● What is needed
Go through the records and copy each line where the string "PathBuf" occurs.

● Data for analysis
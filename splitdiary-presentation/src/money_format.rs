use splitdiary_domain::{DISPLAY_SCALE, Money};

/// `₹29.70` style. Negative amounts keep their sign after the symbol.
pub fn format_amount(amount: Money, currency: &str) -> String {
    let rounded = amount.round_for_display(DISPLAY_SCALE).as_decimal();
    let scale = DISPLAY_SCALE as usize;
    if rounded.is_sign_negative() && !rounded.is_zero() {
        format!("-{currency}{:.scale$}", rounded.abs())
    } else {
        format!("{currency}{:.scale$}", rounded.abs())
    }
}

/// Balance with an explicit `+` for creditors.
pub fn format_signed(amount: Money, currency: &str) -> String {
    let formatted = format_amount(amount, currency);
    if formatted.starts_with('-') {
        formatted
    } else {
        format!("+{formatted}")
    }
}
use std::{env, path::PathBuf};
use tracing_subscriber::EnvFilter;

pub const DEFAULT_CURRENCY: &str = "₹";
const CURRENCY_VAR: &str = "SPLITDIARY_CURRENCY";
const DATA_DIR_VAR: &str = "SPLITDIARY_DATA_DIR";

/// Settings read from the environment and an optional `.env` file.
#[derive(Debug, Clone, PartialEq, Eq)]
pub struct LedgerConfig {
    pub currency: String,
    pub data_dir: PathBuf,
}

impl LedgerConfig {
    pub fn from_env() -> Self {
        let _ = dotenvy::dotenv();
        Self::from_lookup(|key| env::var(key).ok())
    }

    pub fn from_lookup(lookup: impl Fn(&str) -> Option<String>) -> Self {
        let currency = lookup(CURRENCY_VAR)
            .map(|value| value.trim().to_owned())
            .filter(|value| !value.is_empty())
            .unwrap_or_else(|| DEFAULT_CURRENCY.to_owned());
        let data_dir = lookup(DATA_DIR_VAR)
            .filter(|value| !value.trim().is_empty())
            .map_or_else(|| PathBuf::from("."), PathBuf::from);

        Self { currency, data_dir }
    }
}

/// Log to stderr so ledger output on stdout stays clean. `RUST_LOG` wins
/// over the `info` default.
pub fn init_logging() {
    let filter = EnvFilter::try_from_default_env().unwrap_or_else(|_| EnvFilter::new("info"));
    tracing_subscriber::fmt()
        .with_env_filter(filter)
        .with_writer(std::io::stderr)
        .init();
}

● Answer for the task
use std::{env, path::PathBuf};
    pub data_dir: PathBuf,
            .map_or_else(|| PathBuf::from("."), PathBuf::from);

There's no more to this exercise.